*** Records for processing ***

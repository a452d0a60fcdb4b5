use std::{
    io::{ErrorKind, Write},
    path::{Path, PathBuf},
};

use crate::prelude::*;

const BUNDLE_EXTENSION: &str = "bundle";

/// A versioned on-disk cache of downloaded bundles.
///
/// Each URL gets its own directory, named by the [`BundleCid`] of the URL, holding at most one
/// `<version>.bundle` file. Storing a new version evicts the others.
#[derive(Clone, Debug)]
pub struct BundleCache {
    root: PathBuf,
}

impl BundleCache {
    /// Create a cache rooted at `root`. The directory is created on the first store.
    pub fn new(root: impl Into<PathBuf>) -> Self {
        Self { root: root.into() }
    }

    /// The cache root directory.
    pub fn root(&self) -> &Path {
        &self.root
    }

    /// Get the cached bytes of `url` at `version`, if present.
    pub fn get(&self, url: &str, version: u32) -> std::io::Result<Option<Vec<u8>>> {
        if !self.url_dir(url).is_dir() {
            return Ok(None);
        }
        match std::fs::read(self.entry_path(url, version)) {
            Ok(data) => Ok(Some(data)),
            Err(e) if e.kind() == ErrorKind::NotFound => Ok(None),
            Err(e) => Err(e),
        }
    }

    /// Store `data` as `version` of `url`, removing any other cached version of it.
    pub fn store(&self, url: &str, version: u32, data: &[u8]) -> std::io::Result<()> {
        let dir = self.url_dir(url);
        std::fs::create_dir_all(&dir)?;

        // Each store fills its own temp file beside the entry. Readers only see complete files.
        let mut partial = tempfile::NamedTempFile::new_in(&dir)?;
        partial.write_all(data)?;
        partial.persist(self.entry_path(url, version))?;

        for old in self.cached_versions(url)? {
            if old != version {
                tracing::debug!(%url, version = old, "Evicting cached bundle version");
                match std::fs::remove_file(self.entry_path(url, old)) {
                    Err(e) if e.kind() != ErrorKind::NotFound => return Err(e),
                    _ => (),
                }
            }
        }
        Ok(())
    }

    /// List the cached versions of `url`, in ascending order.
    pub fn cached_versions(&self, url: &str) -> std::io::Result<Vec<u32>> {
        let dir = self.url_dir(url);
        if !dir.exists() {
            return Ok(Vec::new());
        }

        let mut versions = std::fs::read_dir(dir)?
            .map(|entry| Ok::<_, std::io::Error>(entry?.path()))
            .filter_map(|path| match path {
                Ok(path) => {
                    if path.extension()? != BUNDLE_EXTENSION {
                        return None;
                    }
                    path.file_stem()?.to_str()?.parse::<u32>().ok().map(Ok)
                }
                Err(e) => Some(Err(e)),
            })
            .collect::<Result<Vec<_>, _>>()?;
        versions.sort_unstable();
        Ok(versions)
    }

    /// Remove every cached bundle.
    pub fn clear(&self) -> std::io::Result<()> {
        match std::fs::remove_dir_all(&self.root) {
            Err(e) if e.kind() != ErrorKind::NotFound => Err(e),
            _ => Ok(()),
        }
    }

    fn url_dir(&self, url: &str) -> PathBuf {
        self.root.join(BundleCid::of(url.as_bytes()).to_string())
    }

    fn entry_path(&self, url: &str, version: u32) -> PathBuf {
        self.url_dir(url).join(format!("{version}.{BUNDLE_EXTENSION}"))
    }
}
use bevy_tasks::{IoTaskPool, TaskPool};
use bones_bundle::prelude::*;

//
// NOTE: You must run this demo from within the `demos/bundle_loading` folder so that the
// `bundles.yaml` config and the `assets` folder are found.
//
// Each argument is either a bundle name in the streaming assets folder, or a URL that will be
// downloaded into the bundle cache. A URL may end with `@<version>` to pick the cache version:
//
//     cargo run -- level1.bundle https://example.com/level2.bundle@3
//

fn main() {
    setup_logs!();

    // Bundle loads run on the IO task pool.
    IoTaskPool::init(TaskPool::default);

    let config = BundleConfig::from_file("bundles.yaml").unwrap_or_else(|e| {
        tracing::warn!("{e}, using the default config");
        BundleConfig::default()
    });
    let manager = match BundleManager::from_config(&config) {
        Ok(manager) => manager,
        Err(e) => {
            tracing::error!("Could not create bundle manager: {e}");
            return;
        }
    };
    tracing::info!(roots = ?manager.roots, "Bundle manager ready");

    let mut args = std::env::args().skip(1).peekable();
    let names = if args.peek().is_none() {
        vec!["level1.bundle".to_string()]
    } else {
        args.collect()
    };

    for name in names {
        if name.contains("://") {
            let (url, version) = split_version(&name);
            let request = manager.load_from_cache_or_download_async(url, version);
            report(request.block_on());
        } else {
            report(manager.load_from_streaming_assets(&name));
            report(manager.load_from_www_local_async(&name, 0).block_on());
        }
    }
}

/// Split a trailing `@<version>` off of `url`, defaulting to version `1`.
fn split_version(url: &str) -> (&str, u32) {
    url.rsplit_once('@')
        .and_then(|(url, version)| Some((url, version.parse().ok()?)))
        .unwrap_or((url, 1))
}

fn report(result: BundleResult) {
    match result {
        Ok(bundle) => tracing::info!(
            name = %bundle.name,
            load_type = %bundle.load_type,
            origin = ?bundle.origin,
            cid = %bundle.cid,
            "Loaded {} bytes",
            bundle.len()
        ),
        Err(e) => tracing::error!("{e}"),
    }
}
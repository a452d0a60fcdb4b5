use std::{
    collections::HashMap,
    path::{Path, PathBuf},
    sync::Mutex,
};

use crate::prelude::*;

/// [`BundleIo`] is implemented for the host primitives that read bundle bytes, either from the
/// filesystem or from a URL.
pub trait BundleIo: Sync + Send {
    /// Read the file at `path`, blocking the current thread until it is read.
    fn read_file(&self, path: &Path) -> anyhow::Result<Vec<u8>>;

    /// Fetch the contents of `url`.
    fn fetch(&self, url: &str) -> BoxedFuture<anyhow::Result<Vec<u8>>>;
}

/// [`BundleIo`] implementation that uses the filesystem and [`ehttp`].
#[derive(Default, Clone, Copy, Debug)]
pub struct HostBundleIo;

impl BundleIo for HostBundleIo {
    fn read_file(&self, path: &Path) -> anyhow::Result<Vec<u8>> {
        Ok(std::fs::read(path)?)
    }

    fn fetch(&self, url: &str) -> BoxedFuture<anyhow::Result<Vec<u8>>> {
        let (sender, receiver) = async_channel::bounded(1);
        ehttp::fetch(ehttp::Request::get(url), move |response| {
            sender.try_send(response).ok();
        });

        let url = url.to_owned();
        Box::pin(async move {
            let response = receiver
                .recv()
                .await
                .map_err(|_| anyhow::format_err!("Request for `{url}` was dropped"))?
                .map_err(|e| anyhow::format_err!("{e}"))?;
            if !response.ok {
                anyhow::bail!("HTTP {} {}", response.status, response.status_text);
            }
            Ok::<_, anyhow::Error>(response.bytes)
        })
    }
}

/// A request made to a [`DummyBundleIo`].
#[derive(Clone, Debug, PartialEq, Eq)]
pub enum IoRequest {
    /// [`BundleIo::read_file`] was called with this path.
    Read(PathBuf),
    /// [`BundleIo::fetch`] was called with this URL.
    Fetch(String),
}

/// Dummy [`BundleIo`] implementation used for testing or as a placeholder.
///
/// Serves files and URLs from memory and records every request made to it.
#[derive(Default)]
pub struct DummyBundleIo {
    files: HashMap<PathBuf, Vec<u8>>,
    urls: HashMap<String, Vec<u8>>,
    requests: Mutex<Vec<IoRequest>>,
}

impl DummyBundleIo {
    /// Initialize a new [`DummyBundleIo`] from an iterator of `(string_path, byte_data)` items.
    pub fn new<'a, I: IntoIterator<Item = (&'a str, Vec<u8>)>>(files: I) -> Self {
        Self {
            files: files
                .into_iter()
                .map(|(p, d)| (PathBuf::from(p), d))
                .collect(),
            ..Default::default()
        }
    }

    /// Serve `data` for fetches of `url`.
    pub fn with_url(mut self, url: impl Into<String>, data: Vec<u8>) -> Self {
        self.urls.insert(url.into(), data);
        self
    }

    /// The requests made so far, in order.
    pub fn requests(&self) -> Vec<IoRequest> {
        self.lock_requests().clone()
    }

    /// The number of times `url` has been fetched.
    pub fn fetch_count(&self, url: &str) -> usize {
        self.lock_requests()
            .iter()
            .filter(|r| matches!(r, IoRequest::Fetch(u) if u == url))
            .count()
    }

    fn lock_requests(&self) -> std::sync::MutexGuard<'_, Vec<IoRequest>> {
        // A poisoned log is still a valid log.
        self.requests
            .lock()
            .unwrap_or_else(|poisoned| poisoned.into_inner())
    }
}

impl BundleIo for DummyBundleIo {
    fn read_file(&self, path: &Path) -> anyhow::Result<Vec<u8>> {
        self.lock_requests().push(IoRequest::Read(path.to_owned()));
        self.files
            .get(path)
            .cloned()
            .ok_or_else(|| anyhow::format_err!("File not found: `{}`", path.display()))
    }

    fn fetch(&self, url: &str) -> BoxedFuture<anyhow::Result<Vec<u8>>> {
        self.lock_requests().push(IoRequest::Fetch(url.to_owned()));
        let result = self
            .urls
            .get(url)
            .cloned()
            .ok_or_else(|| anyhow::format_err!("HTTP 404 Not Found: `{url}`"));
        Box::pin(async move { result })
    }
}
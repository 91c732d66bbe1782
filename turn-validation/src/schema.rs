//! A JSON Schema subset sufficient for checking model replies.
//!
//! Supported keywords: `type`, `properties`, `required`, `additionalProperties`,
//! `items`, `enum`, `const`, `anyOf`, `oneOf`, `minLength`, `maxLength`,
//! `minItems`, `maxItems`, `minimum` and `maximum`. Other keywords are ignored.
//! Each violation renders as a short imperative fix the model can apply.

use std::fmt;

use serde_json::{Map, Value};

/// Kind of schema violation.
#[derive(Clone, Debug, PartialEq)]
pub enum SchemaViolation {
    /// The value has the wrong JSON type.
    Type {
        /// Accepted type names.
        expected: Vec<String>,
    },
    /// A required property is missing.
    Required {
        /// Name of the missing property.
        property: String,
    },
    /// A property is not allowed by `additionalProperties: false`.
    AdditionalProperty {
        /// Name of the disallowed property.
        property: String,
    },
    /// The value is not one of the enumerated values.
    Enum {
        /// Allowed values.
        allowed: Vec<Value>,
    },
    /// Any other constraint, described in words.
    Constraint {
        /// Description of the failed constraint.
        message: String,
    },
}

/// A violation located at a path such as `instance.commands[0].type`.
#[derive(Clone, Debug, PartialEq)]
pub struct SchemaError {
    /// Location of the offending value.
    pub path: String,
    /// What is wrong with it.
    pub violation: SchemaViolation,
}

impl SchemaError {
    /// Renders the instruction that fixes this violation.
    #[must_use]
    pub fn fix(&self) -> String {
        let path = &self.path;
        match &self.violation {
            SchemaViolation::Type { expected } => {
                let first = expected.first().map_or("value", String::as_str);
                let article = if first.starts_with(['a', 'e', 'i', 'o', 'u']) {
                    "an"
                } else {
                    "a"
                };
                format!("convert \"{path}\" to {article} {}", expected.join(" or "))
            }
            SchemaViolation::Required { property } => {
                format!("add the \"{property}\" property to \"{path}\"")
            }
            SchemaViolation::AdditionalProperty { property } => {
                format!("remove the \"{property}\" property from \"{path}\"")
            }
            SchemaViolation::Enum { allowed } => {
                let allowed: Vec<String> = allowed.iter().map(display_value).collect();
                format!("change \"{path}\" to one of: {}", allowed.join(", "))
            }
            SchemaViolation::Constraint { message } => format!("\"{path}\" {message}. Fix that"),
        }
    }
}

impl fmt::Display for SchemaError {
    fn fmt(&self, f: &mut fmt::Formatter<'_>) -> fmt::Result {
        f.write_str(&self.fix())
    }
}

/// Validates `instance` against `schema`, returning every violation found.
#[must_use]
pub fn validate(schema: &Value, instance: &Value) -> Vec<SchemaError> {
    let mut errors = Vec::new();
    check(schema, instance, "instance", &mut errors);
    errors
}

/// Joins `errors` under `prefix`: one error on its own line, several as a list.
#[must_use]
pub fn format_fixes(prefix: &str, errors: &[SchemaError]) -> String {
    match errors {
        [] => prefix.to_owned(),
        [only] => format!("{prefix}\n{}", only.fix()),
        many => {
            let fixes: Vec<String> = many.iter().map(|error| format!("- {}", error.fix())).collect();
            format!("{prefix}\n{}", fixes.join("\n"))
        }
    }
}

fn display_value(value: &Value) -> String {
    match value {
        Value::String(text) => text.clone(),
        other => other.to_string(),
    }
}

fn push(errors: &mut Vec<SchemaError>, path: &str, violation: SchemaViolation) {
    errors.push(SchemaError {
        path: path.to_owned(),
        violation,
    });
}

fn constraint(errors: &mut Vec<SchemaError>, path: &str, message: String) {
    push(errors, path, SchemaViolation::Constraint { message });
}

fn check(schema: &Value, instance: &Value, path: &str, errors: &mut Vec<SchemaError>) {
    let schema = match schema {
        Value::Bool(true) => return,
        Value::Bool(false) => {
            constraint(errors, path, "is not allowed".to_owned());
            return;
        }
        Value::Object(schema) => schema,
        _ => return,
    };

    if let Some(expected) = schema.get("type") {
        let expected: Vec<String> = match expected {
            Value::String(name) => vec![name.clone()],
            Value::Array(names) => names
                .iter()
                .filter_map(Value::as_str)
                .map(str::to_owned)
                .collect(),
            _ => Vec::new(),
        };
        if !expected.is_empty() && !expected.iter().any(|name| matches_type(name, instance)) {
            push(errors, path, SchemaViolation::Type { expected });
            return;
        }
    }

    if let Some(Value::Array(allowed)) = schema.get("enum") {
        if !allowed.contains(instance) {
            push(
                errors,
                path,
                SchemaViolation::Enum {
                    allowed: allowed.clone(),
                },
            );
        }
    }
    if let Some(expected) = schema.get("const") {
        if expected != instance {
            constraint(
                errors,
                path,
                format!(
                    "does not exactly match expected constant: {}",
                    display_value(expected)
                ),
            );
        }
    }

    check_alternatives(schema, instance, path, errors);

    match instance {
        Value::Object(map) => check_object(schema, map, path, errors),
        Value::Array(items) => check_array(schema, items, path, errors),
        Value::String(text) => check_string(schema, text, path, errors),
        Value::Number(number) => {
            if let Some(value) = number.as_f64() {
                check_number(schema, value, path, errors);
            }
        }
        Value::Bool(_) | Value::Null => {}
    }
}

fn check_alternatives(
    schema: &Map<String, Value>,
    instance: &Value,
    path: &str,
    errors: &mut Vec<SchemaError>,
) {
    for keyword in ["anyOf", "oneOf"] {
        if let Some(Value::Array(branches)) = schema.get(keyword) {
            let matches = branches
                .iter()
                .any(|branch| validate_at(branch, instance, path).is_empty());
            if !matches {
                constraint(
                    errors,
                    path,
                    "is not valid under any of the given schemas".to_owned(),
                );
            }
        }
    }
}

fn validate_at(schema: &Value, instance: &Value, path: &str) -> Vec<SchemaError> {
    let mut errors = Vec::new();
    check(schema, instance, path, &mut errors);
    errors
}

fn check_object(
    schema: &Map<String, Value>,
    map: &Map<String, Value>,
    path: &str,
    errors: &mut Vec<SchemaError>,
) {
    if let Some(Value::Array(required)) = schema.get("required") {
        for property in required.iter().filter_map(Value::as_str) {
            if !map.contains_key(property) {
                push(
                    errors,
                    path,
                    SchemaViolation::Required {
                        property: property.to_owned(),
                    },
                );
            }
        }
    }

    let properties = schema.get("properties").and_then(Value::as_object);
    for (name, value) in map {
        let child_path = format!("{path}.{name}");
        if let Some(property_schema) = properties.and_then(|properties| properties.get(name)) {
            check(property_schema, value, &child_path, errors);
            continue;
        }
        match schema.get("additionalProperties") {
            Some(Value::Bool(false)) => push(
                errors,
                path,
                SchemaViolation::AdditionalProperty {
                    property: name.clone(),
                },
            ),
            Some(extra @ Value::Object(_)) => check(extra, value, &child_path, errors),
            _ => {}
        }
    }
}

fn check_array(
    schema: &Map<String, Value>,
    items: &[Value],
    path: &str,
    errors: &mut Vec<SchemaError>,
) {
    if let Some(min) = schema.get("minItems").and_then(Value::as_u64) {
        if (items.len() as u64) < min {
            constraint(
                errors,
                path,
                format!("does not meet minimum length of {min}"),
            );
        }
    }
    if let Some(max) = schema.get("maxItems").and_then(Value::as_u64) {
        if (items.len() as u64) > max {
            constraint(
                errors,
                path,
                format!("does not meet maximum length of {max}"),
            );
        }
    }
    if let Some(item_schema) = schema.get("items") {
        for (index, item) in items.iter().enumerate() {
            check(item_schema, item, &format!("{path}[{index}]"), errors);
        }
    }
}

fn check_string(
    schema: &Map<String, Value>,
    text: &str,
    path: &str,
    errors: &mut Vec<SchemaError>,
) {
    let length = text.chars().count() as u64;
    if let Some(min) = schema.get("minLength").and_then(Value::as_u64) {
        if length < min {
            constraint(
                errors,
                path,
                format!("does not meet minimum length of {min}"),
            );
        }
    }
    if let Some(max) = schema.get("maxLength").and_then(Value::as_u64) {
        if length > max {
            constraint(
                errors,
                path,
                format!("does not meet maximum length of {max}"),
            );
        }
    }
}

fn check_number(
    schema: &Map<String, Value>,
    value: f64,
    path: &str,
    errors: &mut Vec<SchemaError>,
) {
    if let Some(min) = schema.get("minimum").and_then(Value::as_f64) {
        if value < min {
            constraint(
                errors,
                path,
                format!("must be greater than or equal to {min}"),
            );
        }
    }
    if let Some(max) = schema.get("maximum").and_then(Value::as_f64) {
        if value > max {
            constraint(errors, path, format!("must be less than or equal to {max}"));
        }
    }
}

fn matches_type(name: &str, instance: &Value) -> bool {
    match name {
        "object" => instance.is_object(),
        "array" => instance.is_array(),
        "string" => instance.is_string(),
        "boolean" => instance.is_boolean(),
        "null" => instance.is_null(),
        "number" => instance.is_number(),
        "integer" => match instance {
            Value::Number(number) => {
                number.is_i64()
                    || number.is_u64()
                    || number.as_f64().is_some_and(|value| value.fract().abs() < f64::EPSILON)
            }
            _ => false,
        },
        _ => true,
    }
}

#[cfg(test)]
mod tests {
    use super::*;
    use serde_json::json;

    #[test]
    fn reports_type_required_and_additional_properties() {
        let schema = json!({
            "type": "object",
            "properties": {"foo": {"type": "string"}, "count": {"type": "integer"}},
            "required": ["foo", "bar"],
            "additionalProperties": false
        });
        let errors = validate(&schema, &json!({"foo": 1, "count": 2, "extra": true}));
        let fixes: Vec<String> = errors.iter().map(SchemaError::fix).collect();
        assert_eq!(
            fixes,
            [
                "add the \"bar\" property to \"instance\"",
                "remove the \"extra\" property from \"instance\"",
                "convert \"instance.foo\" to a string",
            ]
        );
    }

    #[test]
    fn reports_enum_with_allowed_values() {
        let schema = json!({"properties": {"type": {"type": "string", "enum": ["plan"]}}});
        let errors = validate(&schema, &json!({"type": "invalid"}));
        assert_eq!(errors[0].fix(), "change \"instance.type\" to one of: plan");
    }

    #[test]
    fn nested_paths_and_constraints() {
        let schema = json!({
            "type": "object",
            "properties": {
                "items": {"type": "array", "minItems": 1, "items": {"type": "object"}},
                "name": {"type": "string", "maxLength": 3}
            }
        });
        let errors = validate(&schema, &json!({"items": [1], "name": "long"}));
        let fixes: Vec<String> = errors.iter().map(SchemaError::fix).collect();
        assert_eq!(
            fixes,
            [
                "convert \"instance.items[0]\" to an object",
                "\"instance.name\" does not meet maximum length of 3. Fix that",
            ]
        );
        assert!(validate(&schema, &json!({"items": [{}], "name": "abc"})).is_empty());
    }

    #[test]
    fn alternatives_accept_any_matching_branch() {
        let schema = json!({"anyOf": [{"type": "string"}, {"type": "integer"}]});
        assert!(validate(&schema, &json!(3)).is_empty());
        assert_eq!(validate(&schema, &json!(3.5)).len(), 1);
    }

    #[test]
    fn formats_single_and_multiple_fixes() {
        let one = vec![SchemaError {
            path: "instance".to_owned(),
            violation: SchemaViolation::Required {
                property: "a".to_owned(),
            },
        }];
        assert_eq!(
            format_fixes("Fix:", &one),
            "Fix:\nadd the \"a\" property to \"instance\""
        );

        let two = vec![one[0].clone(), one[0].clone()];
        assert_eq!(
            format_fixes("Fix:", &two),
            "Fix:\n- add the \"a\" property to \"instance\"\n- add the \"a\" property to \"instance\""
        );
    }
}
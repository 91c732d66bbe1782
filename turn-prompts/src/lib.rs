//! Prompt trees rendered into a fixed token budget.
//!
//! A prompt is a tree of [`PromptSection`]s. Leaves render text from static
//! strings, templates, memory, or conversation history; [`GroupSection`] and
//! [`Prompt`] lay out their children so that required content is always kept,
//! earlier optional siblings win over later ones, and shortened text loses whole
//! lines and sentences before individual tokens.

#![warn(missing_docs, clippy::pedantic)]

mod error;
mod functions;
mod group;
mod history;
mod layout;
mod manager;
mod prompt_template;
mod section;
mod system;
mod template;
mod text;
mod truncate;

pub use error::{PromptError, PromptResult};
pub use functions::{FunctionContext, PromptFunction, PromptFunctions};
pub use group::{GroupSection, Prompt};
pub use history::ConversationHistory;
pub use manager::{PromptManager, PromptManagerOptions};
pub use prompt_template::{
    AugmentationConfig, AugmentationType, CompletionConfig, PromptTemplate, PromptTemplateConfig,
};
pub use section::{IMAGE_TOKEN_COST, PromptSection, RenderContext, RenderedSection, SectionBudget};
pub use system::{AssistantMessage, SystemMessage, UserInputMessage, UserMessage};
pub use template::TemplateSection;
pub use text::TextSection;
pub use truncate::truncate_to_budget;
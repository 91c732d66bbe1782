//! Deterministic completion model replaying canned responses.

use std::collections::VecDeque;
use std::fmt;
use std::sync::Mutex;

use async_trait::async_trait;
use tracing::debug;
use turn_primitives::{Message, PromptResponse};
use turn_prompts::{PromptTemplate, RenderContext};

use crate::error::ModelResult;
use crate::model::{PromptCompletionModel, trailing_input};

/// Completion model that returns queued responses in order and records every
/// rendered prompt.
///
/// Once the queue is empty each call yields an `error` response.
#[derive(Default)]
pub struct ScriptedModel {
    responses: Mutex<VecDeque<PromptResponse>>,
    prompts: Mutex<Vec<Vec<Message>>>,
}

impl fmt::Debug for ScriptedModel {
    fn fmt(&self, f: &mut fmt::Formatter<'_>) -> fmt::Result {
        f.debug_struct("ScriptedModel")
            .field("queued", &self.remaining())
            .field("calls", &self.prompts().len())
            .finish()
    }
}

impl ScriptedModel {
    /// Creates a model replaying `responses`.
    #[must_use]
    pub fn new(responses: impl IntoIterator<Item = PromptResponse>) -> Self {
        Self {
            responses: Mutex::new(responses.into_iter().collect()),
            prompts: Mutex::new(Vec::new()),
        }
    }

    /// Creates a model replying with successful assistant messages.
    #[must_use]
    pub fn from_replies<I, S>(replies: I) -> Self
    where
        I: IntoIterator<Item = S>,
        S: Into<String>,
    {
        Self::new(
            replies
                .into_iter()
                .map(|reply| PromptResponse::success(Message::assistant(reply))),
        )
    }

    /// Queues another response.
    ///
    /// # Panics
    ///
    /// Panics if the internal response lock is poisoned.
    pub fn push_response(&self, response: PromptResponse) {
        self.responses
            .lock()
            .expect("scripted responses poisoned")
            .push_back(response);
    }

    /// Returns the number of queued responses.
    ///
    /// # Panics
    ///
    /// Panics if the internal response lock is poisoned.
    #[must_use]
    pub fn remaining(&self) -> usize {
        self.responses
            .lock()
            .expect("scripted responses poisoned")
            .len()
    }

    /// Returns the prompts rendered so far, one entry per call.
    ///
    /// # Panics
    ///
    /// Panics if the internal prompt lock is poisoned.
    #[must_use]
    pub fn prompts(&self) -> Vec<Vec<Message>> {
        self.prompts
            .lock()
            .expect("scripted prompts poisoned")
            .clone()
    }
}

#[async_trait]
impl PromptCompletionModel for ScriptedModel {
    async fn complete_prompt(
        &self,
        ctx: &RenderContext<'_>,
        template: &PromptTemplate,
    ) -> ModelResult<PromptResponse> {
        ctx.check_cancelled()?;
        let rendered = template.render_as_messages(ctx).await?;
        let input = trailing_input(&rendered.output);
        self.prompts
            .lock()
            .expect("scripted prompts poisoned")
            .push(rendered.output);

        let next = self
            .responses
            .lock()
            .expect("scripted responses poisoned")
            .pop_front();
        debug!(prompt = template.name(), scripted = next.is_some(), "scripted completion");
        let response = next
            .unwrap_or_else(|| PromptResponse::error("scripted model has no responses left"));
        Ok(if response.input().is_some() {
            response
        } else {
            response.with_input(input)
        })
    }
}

*** End of Records for processing ***

(Exercise instructions):
Go through the listing above. Show each line where the word "replaying" is found.

(Reply):
//! Deterministic completion model replaying canned responses.
    /// Creates a model replaying `responses`.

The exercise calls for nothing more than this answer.